The analysis was presented by Hyperion analyst Bob Sorensen during the company’s latest HPC User Forum event, which was held in Detroit earlier this week. In the presentation, now posted on YouTube, Sorensen provided an update of the exascale development work taking place across the four major supercomputing geographies: the US, China, Japan, and Europe.
According to Sorensen, Hyperion is still projecting that China will produce a “peak” exaflop supercomputer by 2020, with US following in 2021. None of the efforts is expected to produce a sustained exascale machine until 2021, sustained exascale being defined as one exaflop of 64-bit performance on a real application. The slide (below) breaks down the various efforts with regard to projected system deployment dates, processor technologies, system suppliers, and approximate cost per machine.
Source: Hyperion Research
One thing Sorensen pointed out was that the deployment dates for the European, Japanese, and Chinese systems appeared to be moving out because all three are engaged in significant R&D efforts to build customized HPC processors for their respective systems.
In particular, the deployment dates for the EU machines have pushed out a year or two – to 2023 and 2024 – due to a relatively recent decision to develop domestically produced chips for their first batch of exascale systems. The processor development is being accomplished under the European Processor Initiative (EPI), which, as we reported in July, has just gotten underway. As we noted in that report, the EPI work is expected to result in a general-purpose processor based on the Arm architecture, as well as an accelerator using a RISC-V implementation.
The Chinese exascale effort is focused around three projects, led by the National University of Defense Technology (NUDT), Sunway, and Sugon, respectively. Like the EU systems, these machines will be based on processors designed and manufactured indigenously, most likely based on customized implementations of Arm, x86, and ShenWei architectures. “But we’re starting to see that those programs are slipping,” said Sorensen. “And the early peak exascale ambitions of 2020, I suspect, aren’t going to happen.”

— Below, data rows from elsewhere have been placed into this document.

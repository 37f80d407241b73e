pub mod config;
pub mod error;
pub mod job;

//
// Re-export
//
pub use config::{Args, Config, SETTINGS_FILE};
pub use error::{Error, Result};
pub use job::{BatchSummary, ConvertJob, Encoder, JobResult, output_file_name};

/// Convert every video of the configured source directory.
pub async fn run(config: Config) -> Result<BatchSummary> {
    job::run_batch(&config).await
}
use std::process::ExitCode;
use tracing::error;
use tracing_subscriber::EnvFilter;
use video_converter::Config;

fn init_tracing() {
    let env_filter = EnvFilter::try_from_default_env().unwrap_or_else(|_| EnvFilter::new("info"));

    tracing_subscriber::fmt().with_env_filter(env_filter).init();
}

#[tokio::main(flavor = "current_thread")]
async fn main() -> ExitCode {
    init_tracing();

    // Load configuration from the settings file and CLI overrides
    let config = match Config::load() {
        Ok(config) => config,
        Err(error) => {
            error!("{}", error.report());
            return ExitCode::FAILURE;
        }
    };

    match video_converter::run(config).await {
        Ok(_) => ExitCode::SUCCESS,
        Err(error) => {
            error!("{}", error.report());
            ExitCode::FAILURE
        }
    }
}
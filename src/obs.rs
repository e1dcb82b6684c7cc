//! Optional observability helpers for the request pipeline.
//!
//! # Feature Flags
//!
//! - Enable `tracing` (default) to emit a `portal_http.call` span per logical request with
//!   `method`, `path`, and `classification` fields, plus events for classification, backoff,
//!   renewal, session expiry, and server errors.
//! - Enable `metrics` to increment `portal_http_call_total` per logical request, labeled by
//!   `classification` + `outcome`, and `portal_http_stage_total` for the recovery stages,
//!   labeled by `stage` + `outcome`.

mod tracing;

pub use tracing::*;

// self
use crate::{_prelude::*, policy::Classification};

/// Pipeline stages observed by the client.
#[derive(Clone, Copy, Debug, PartialEq, Eq, Hash)]
pub enum Stage {
	/// Rate-limit backoff retry.
	Backoff,
	/// Session renewal call.
	Renewal,
	/// POST coalescing.
	Coalesce,
}
impl Stage {
	/// Returns a stable label suitable for span or metric fields.
	pub const fn as_str(self) -> &'static str {
		match self {
			Stage::Backoff => "backoff",
			Stage::Renewal => "renewal",
			Stage::Coalesce => "coalesce",
		}
	}
}
impl Display for Stage {
	fn fmt(&self, f: &mut Formatter) -> FmtResult {
		f.write_str(self.as_str())
	}
}

/// Outcome labels recorded for each stage.
#[derive(Clone, Copy, Debug, PartialEq, Eq, Hash)]
pub enum Outcome {
	/// Entry to a stage.
	Attempt,
	/// Successful completion.
	Success,
	/// Failure propagated back to the caller.
	Failure,
	/// Stage joined work already in progress instead of starting its own.
	Joined,
}
impl Outcome {
	/// Returns a stable label suitable for span or metric fields.
	pub const fn as_str(self) -> &'static str {
		match self {
			Outcome::Attempt => "attempt",
			Outcome::Success => "success",
			Outcome::Failure => "failure",
			Outcome::Joined => "joined",
		}
	}
}
impl Display for Outcome {
	fn fmt(&self, f: &mut Formatter) -> FmtResult {
		f.write_str(self.as_str())
	}
}

/// Records the outcome of one logical request under its classification.
pub fn record_call(classification: Classification, outcome: Outcome) {
	#[cfg(feature = "metrics")]
	metrics::counter!(
		"portal_http_call_total",
		"classification" => classification.as_str(),
		"outcome" => outcome.as_str()
	)
	.increment(1);
	#[cfg(not(feature = "metrics"))]
	let _ = (classification, outcome);
}

/// Records a recovery stage outcome via the global metrics recorder (when enabled).
pub fn record_stage(stage: Stage, outcome: Outcome) {
	#[cfg(feature = "metrics")]
	metrics::counter!(
		"portal_http_stage_total",
		"stage" => stage.as_str(),
		"outcome" => outcome.as_str()
	)
	.increment(1);
	#[cfg(not(feature = "metrics"))]
	let _ = (stage, outcome);
}
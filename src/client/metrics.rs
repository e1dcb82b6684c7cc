// std
use std::sync::atomic::{AtomicU64, Ordering};

/// Thread-safe counters for pipeline recoveries.
#[derive(Debug, Default)]
pub struct ClientMetrics {
	renewal_attempts: AtomicU64,
	renewal_successes: AtomicU64,
	renewal_failures: AtomicU64,
	rate_limit_retries: AtomicU64,
	sessions_expired: AtomicU64,
}
impl ClientMetrics {
	/// Returns the number of renewal calls issued.
	pub fn renewal_attempts(&self) -> u64 {
		self.renewal_attempts.load(Ordering::Relaxed)
	}

	/// Returns the number of renewal calls that produced a new access token.
	pub fn renewal_successes(&self) -> u64 {
		self.renewal_successes.load(Ordering::Relaxed)
	}

	/// Returns the number of renewal calls that failed.
	pub fn renewal_failures(&self) -> u64 {
		self.renewal_failures.load(Ordering::Relaxed)
	}

	/// Returns the number of backoff retries performed after `429` responses.
	pub fn rate_limit_retries(&self) -> u64 {
		self.rate_limit_retries.load(Ordering::Relaxed)
	}

	/// Returns the number of times stored credentials were cleared by the pipeline.
	pub fn sessions_expired(&self) -> u64 {
		self.sessions_expired.load(Ordering::Relaxed)
	}

	pub(crate) fn record_renewal_attempt(&self) {
		self.renewal_attempts.fetch_add(1, Ordering::Relaxed);
	}

	pub(crate) fn record_renewal_success(&self) {
		self.renewal_successes.fetch_add(1, Ordering::Relaxed);
	}

	pub(crate) fn record_renewal_failure(&self) {
		self.renewal_failures.fetch_add(1, Ordering::Relaxed);
	}

	pub(crate) fn record_rate_limit_retry(&self) {
		self.rate_limit_retries.fetch_add(1, Ordering::Relaxed);
	}

	pub(crate) fn record_session_expired(&self) {
		self.sessions_expired.fetch_add(1, Ordering::Relaxed);
	}
}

Sorensen speculates that at least part of this delay is related to the new use cases these new Chinese architectures will have to address, namely, the AI/machine learning/deep learning application troika as well as high performance data analytics. As a result, he thinks that it may be 2021 or perhaps even 2022 before China’s first peak exascale system come online, representing a one or two-year delay based on the original schedule.

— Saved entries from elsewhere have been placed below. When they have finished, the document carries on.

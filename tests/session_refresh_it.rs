mod common;

// std
use std::{sync::Arc, time::Duration};
// crates.io
use httpmock::prelude::*;
use serde_json::json;
// self
use common::*;
use portal_http::{
	error::{Error, SessionFailure, TransportError},
	http::ApiRequest,
	navigate::MemoryNavigator,
	reqwest::StatusCode,
	store::MemoryStore,
};

#[tokio::test]
async fn expired_token_is_renewed_once_and_the_request_replayed() {
	let server = MockServer::start_async().await;
	let rejected = server
		.mock_async(|when, then| {
			when.method(GET).path("/api/admin/users").header("authorization", "Bearer stale");
			then.status(401);
		})
		.await;
	let accepted = server
		.mock_async(|when, then| {
			when.method(GET).path("/api/admin/users").header("authorization", "Bearer fresh");
			then.status(200).json_body(json!({ "data": [{ "id": 1 }] }));
		})
		.await;
	let renewal = server
		.mock_async(|when, then| {
			when.method(POST)
				.path("/api/auth/refresh-token")
				.json_body(json!({ "refreshToken": "refresh-1" }));
			then.status(200).json_body(json!({ "data": { "tokens": { "accessToken": "fresh" } } }));
		})
		.await;
	let store = MemoryStore::with_tokens("stale", "refresh-1");
	let navigator = MemoryNavigator::at("/admin/users");
	let client = mock_client(&server, &store, &navigator);
	let users: serde_json::Value = client
		.send_json(ApiRequest::get("/admin/users"))
		.await
		.expect("Replayed request should succeed.");

	assert_eq!(users["data"][0]["id"], 1);
	rejected.assert_calls_async(1).await;
	renewal.assert_calls_async(1).await;
	accepted.assert_calls_async(1).await;
	assert_eq!(access_token(&store).as_deref(), Some("fresh"));
	assert_eq!(refresh_token(&store).as_deref(), Some("refresh-1"));
	assert!(navigator.history().is_empty());
	assert_eq!(client.metrics().renewal_attempts(), 1);
	assert_eq!(client.metrics().renewal_successes(), 1);
}

#[tokio::test]
async fn rotated_refresh_tokens_from_nested_envelopes_are_stored() {
	let server = MockServer::start_async().await;

	server
		.mock_async(|when, then| {
			when.method(GET).path("/api/sites").header("authorization", "Bearer stale");
			then.status(401);
		})
		.await;
	server
		.mock_async(|when, then| {
			when.method(GET).path("/api/sites").header("authorization", "Bearer fresh");
			then.status(200);
		})
		.await;
	server
		.mock_async(|when, then| {
			when.method(POST).path("/api/auth/refresh-token");
			then.status(200).json_body(json!({
				"data": { "data": { "tokens": { "accessToken": "fresh", "refreshToken": "refresh-2" } } }
			}));
		})
		.await;

	let store = MemoryStore::with_tokens("stale", "refresh-1");
	let navigator = MemoryNavigator::default();
	let client = mock_client(&server, &store, &navigator);

	client.get("/sites").await.expect("Replayed request should succeed.");

	assert_eq!(access_token(&store).as_deref(), Some("fresh"));
	assert_eq!(refresh_token(&store).as_deref(), Some("refresh-2"));
}

#[tokio::test]
async fn missing_refresh_token_ends_the_session() {
	let server = MockServer::start_async().await;
	let renewal = server
		.mock_async(|when, then| {
			when.method(POST).path("/api/auth/refresh-token");
			then.status(200);
		})
		.await;

	server
		.mock_async(|when, then| {
			when.method(GET).path("/api/admin/dashboard");
			then.status(401);
		})
		.await;

	let store = MemoryStore::with_tokens("stale", "unused");
	let navigator = MemoryNavigator::at("/admin/dashboard");
	let client = mock_client(&server, &store, &navigator);

	client
		.sign_in(
			&portal_http::store::CredentialPair {
				access_token: Some("stale".into()),
				refresh_token: None,
			},
			Some(r#"{"id":7}"#),
		)
		.expect("Seeding credentials should succeed.");

	let err = client.get("/admin/dashboard").await.expect_err("Session should end.");

	assert!(matches!(err, Error::Unauthenticated { reason: SessionFailure::MissingRefreshToken }));
	renewal.assert_calls_async(0).await;
	assert!(store.is_empty());
	assert_eq!(navigator.history(), vec!["/login".to_owned()]);
	assert_eq!(client.metrics().sessions_expired(), 1);
}

#[tokio::test]
async fn rejected_renewal_clears_credentials_and_navigates_to_login() {
	let server = MockServer::start_async().await;

	server
		.mock_async(|when, then| {
			when.method(GET).path("/api/incidents");
			then.status(401);
		})
		.await;

	let renewal = server
		.mock_async(|when, then| {
			when.method(POST).path("/api/auth/refresh-token");
			then.status(400).json_body(json!({ "message": "Refresh token expired" }));
		})
		.await;
	let store = MemoryStore::with_tokens("stale", "refresh-1");
	let navigator = MemoryNavigator::at("/incidents");
	let client = mock_client(&server, &store, &navigator);
	let err = client.get("/incidents").await.expect_err("Renewal failure should surface.");

	assert!(matches!(
		err,
		Error::Unauthenticated {
			reason: SessionFailure::RenewalRejected { status: Some(StatusCode::BAD_REQUEST) }
		}
	));
	renewal.assert_calls_async(1).await;
	assert!(store.is_empty());
	assert_eq!(navigator.history(), vec!["/login".to_owned()]);
	assert_eq!(client.metrics().renewal_failures(), 1);
}

#[tokio::test]
async fn malformed_renewal_response_ends_the_session() {
	let server = MockServer::start_async().await;

	server
		.mock_async(|when, then| {
			when.method(GET).path("/api/incidents");
			then.status(401);
		})
		.await;
	server
		.mock_async(|when, then| {
			when.method(POST).path("/api/auth/refresh-token");
			then.status(200).json_body(json!({ "data": { "token": "fresh" } }));
		})
		.await;

	let store = MemoryStore::with_tokens("stale", "refresh-1");
	let navigator = MemoryNavigator::default();
	let client = mock_client(&server, &store, &navigator);
	let err = client.get("/incidents").await.expect_err("Malformed renewal should surface.");

	assert!(matches!(
		err,
		Error::Unauthenticated { reason: SessionFailure::MalformedRenewal { .. } }
	));
	assert!(store.is_empty());
	assert_eq!(navigator.history(), vec!["/login".to_owned()]);
}

#[tokio::test]
async fn second_rejection_after_replay_is_returned_as_is() {
	let server = MockServer::start_async().await;
	let protected = server
		.mock_async(|when, then| {
			when.method(GET).path("/api/permits");
			then.status(401)
				.header("x-request-id", "replay-7")
				.json_body(json!({ "message": "account disabled" }));
		})
		.await;
	let renewal = server
		.mock_async(|when, then| {
			when.method(POST).path("/api/auth/refresh-token");
			then.status(200).json_body(json!({ "data": { "tokens": { "accessToken": "fresh" } } }));
		})
		.await;
	let store = MemoryStore::with_tokens("stale", "refresh-1");
	let navigator = MemoryNavigator::default();
	let client = mock_client(&server, &store, &navigator);
	let err = client.get("/permits").await.expect_err("Replay rejection should surface.");

	let Error::Status(status) = err else {
		panic!("Replay rejection should carry the replay's response, got {err:?}.");
	};

	assert_eq!(status.status, StatusCode::UNAUTHORIZED);
	assert_eq!(status.path, "/permits");
	assert!(status.response.text().contains("account disabled"));
	assert_eq!(
		status.response.headers().get("x-request-id").and_then(|value| value.to_str().ok()),
		Some("replay-7")
	);
	protected.assert_calls_async(2).await;
	renewal.assert_calls_async(1).await;
	assert_eq!(access_token(&store).as_deref(), Some("fresh"));
	assert!(navigator.history().is_empty());
}

#[tokio::test]
async fn concurrent_rejections_share_a_single_renewal() {
	let server = MockServer::start_async().await;

	for path in ["/api/sites", "/api/audits"] {
		server
			.mock_async(|when, then| {
				when.method(GET).path(path).header("authorization", "Bearer stale");
				then.status(401);
			})
			.await;
		server
			.mock_async(|when, then| {
				when.method(GET).path(path).header("authorization", "Bearer fresh");
				then.status(200);
			})
			.await;
	}

	let renewal = server
		.mock_async(|when, then| {
			when.method(POST).path("/api/auth/refresh-token");
			then.status(200)
				.delay(Duration::from_millis(100))
				.json_body(json!({ "data": { "tokens": { "accessToken": "fresh" } } }));
		})
		.await;
	let store = MemoryStore::with_tokens("stale", "refresh-1");
	let navigator = MemoryNavigator::default();
	let client = mock_client(&server, &store, &navigator);
	let (sites, audits) = tokio::join!(client.get("/sites"), client.get("/audits"));

	sites.expect("Sites request should succeed after renewal.");
	audits.expect("Audits request should succeed after renewal.");
	renewal.assert_calls_async(1).await;
	assert_eq!(client.metrics().renewal_attempts(), 1);
}

#[tokio::test]
async fn already_on_login_does_not_navigate_again() {
	let server = MockServer::start_async().await;

	server
		.mock_async(|when, then| {
			when.method(GET).path("/api/profile");
			then.status(401);
		})
		.await;

	let store = MemoryStore::default();
	let navigator = MemoryNavigator::at("/login");
	let client = mock_client(&server, &store, &navigator);
	let err = client.get("/profile").await.expect_err("Unauthenticated call should fail.");

	assert!(matches!(err, Error::Unauthenticated { reason: SessionFailure::MissingRefreshToken }));
	assert!(navigator.history().is_empty());
}

#[tokio::test]
async fn public_rejections_never_trigger_renewal() {
	let server = MockServer::start_async().await;

	server
		.mock_async(|when, then| {
			when.method(POST).path("/api/auth/login");
			then.status(401).json_body(json!({ "message": "Invalid credentials" }));
		})
		.await;

	let renewal = server
		.mock_async(|when, then| {
			when.method(POST).path("/api/auth/refresh-token");
			then.status(200);
		})
		.await;
	let store = MemoryStore::with_tokens("access-1", "refresh-1");
	let navigator = MemoryNavigator::at("/login");
	let client = mock_client(&server, &store, &navigator);
	let err = client
		.post("/auth/login", &json!({ "email": "ops@example.com", "password": "wrong" }))
		.await
		.expect_err("Bad credentials should surface.");
	let Error::Status(status) = err else {
		panic!("Expected a plain status error, got {err:?}.");
	};

	assert_eq!(status.status, StatusCode::UNAUTHORIZED);
	assert!(status.response.text().contains("Invalid credentials"));
	renewal.assert_calls_async(0).await;
	assert_eq!(access_token(&store).as_deref(), Some("access-1"));
}

#[tokio::test]
async fn timeouts_leave_the_session_untouched() {
	let server = MockServer::start_async().await;

	server
		.mock_async(|when, then| {
			when.method(GET).path("/api/reports/export");
			then.status(200).delay(Duration::from_secs(2));
		})
		.await;

	let renewal = server
		.mock_async(|when, then| {
			when.method(POST).path("/api/auth/refresh-token");
			then.status(200);
		})
		.await;
	let store = MemoryStore::with_tokens("access-1", "refresh-1");
	let navigator = MemoryNavigator::at("/reports");
	let client = mock_client(&server, &store, &navigator);
	let err = client
		.send(ApiRequest::get("/reports/export").with_timeout(Duration::from_millis(100)))
		.await
		.expect_err("Slow responses should time out.");

	assert!(matches!(err, Error::Transport(TransportError::Timeout)));
	assert!(err.is_timeout_or_abort());
	renewal.assert_calls_async(0).await;
	assert_eq!(access_token(&store).as_deref(), Some("access-1"));
	assert!(navigator.history().is_empty());
}

#[tokio::test]
async fn aborted_transports_never_renew() {
	let transport = Arc::new(ScriptedTransport::new());
	let store = MemoryStore::with_tokens("access-1", "refresh-1");
	let navigator = MemoryNavigator::default();
	let client = scripted_client(
		config_builder().build().expect("Default configuration should validate."),
		&transport,
		&store,
		&navigator,
	);

	transport.fail(TransportError::Aborted);

	let err = client.get("/incidents").await.expect_err("Aborted calls should fail.");

	assert!(matches!(err, Error::Transport(TransportError::Aborted)));
	assert_eq!(transport.calls(), 1);
	assert_eq!(client.metrics().renewal_attempts(), 0);
	assert_eq!(refresh_token(&store).as_deref(), Some("refresh-1"));
}

#[tokio::test]
async fn logout_clears_credentials_and_navigates_once() {
	let transport = Arc::new(ScriptedTransport::new());
	let store = MemoryStore::with_tokens("access-1", "refresh-1");
	let navigator = MemoryNavigator::at("/admin/dashboard");
	let client = scripted_client(
		config_builder().build().expect("Default configuration should validate."),
		&transport,
		&store,
		&navigator,
	);

	assert!(client.logout().expect("Logout should succeed."));
	assert!(!client.logout().expect("Second logout should succeed."));
	assert!(store.is_empty());
	assert_eq!(navigator.history(), vec!["/login".to_owned()]);
	assert_eq!(transport.calls(), 0);
}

Japan, meanwhile, is currently on track to put its first exascale supercomputer into production in 2022. That system, known as Post-K, was originally slated to be up and running in 2020, but in 2016, the Japanese had already conceded that they were probably one or two years behind schedule. Sorensen now thinks the 2022 date is rather conservative and they may, in fact, be able to boot up the machine somewhat earlier. Some of that optimism may be related to the fact that the development of the A64FX chip tasked to power the Post-K system is pretty far along, as demonstrated at the recent Hot Chips conference in August.
Ironically, after a somewhat rocky start with questionable government funding, the US exascale plans now look to be on among the most stable. The country’s first peak exascale supercomputer, the A21, is set to deploy at Argonne National Lab in 2021, with additional machines providing sustained exascale performance slated to be installed at other Department of Energy labs in the 2022-2023 timeframe.

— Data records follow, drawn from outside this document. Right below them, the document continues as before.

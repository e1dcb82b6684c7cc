//! Thread-safe in-memory [`CredentialStore`] for headless hosts and tests.

// self
use crate::{
	_prelude::*,
	store::{CredentialSlot, CredentialStore, StoreError, TokenSecret},
};

/// Storage backend that keeps credentials in-process.
#[derive(Clone, Debug, Default)]
pub struct MemoryStore(Arc<RwLock<HashMap<CredentialSlot, TokenSecret>>>);
impl MemoryStore {
	/// Creates a store seeded with both tokens.
	pub fn with_tokens(access_token: impl Into<String>, refresh_token: impl Into<String>) -> Self {
		let store = Self::default();

		{
			let mut map = store.0.write();

			map.insert(CredentialSlot::AccessToken, TokenSecret::new(access_token));
			map.insert(CredentialSlot::RefreshToken, TokenSecret::new(refresh_token));
		}

		store
	}

	/// Returns true if no slot holds a value.
	pub fn is_empty(&self) -> bool {
		self.0.read().is_empty()
	}
}
impl CredentialStore for MemoryStore {
	fn get(&self, slot: CredentialSlot) -> Result<Option<TokenSecret>, StoreError> {
		Ok(self.0.read().get(&slot).cloned())
	}

	fn set(&self, slot: CredentialSlot, value: TokenSecret) -> Result<(), StoreError> {
		self.0.write().insert(slot, value);

		Ok(())
	}

	fn remove(&self, slot: CredentialSlot) -> Result<(), StoreError> {
		self.0.write().remove(&slot);

		Ok(())
	}

	fn clear(&self) -> Result<(), StoreError> {
		self.0.write().clear();

		Ok(())
	}
}
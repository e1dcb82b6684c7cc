//! Shared fixtures for integration tests.

#![allow(dead_code)]

// std
use std::{collections::VecDeque, sync::Arc, time::Duration};
// crates.io
use httpmock::MockServer;
use parking_lot::Mutex;
// self
use portal_http::{
	client::PortalClient,
	config::{ClientConfig, ClientConfigBuilder},
	error::TransportError,
	http::{ApiRequest, ApiResponse, HttpTransport, ReqwestTransport, TransportFuture},
	navigate::MemoryNavigator,
	reqwest::{self, StatusCode},
	store::{CredentialSlot, CredentialStore, MemoryStore},
	url::Url,
};

pub const BASE_URL: &str = "https://portal.example.com/api";

/// Transport that replays a script of responses and records every request it receives.
///
/// Once the script runs out it answers `200 OK` with an empty body.
#[derive(Debug, Default)]
pub struct ScriptedTransport {
	script: Mutex<VecDeque<Result<ApiResponse, TransportError>>>,
	requests: Mutex<Vec<ApiRequest>>,
	delay: Option<Duration>,
}
impl ScriptedTransport {
	pub fn new() -> Self {
		Self::default()
	}

	/// Delays every response, keeping calls in flight long enough to overlap.
	pub fn with_delay(delay: Duration) -> Self {
		Self { delay: Some(delay), ..Self::default() }
	}

	pub fn respond(&self, response: ApiResponse) -> &Self {
		self.script.lock().push_back(Ok(response));

		self
	}

	pub fn status(&self, status: StatusCode) -> &Self {
		self.respond(ApiResponse::empty(status))
	}

	pub fn fail(&self, error: TransportError) -> &Self {
		self.script.lock().push_back(Err(error));

		self
	}

	pub fn requests(&self) -> Vec<ApiRequest> {
		self.requests.lock().clone()
	}

	pub fn calls(&self) -> usize {
		self.requests.lock().len()
	}
}
impl HttpTransport for ScriptedTransport {
	fn execute(&self, request: ApiRequest) -> TransportFuture<'_> {
		Box::pin(async move {
			self.requests.lock().push(request);

			if let Some(delay) = self.delay {
				tokio::time::sleep(delay).await;
			}

			let next = self.script.lock().pop_front();

			next.unwrap_or_else(|| Ok(ApiResponse::empty(StatusCode::OK)))
		})
	}
}

pub fn config_builder() -> ClientConfigBuilder {
	ClientConfig::builder(Url::parse(BASE_URL).expect("Base URL fixture should parse."))
}

pub fn scripted_client(
	config: ClientConfig,
	transport: &Arc<ScriptedTransport>,
	store: &MemoryStore,
	navigator: &MemoryNavigator,
) -> PortalClient<ScriptedTransport> {
	PortalClient::with_transport(
		config,
		Arc::clone(transport),
		Arc::new(store.clone()),
		Arc::new(navigator.clone()),
	)
	.expect("Scripted client should build.")
}

pub fn mock_client(
	server: &MockServer,
	store: &MemoryStore,
	navigator: &MemoryNavigator,
) -> PortalClient<ReqwestTransport> {
	let base = Url::parse(&server.url("/api")).expect("Mock server URL should parse.");
	let config = ClientConfig::builder(base.clone())
		.timeout(Duration::from_secs(5))
		.build()
		.expect("Mock client configuration should validate.");
	let http = reqwest::Client::builder()
		.no_proxy()
		.build()
		.expect("Failed to build reqwest client for tests.");

	PortalClient::with_transport(
		config,
		ReqwestTransport::with_client(http, base),
		Arc::new(store.clone()),
		Arc::new(navigator.clone()),
	)
	.expect("Mock client should build.")
}

pub fn access_token(store: &MemoryStore) -> Option<String> {
	store
		.get(CredentialSlot::AccessToken)
		.expect("Reading the memory store should succeed.")
		.map(|token| token.expose().to_owned())
}

pub fn refresh_token(store: &MemoryStore) -> Option<String> {
	store
		.get(CredentialSlot::RefreshToken)
		.expect("Reading the memory store should succeed.")
		.map(|token| token.expose().to_owned())
}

Some of this stability can be attributed to the fact that the US has established processor vendors (Intel, NVIDIA, AMD, and IBM), with a long history with high-end chip development, not to mention a choice of multiple system vendors (Cray, IBM, HPE, and Dell) that are able to integrate these chips into cutting-edge HPC machinery. And at this point, the US is already nearly a fifth of the way to exascale with the newly christened Summit supercomputer at Oak Ridge National Lab.
Approximately 92 percent of Summit’s floating point performance is derived from its V100 GPU accelerators, which has already resulted in the world’s first exascale application, albeit at sub-64-bit precision. The Summit application in question is a comparative genomics code that used the innate ability of the GPUs to perform machine learning computations at well above the chip's peak 64-bit FP rating. As Sorensen noted, the suitability of GPUs to greatly accelerate these kinds of lower precision workloads is serendipitously expanding the HPC application landscape and changing how these machines will be used.
“The exascale systems that we are looking at today for 2021 and 2022 may be doing a whole bunch of different classes of applications in a way that we have never really seen before,” explained Sorensen. “We can’t predict what kinds of applications are really going to be driving these systems as they look at sustained performance.”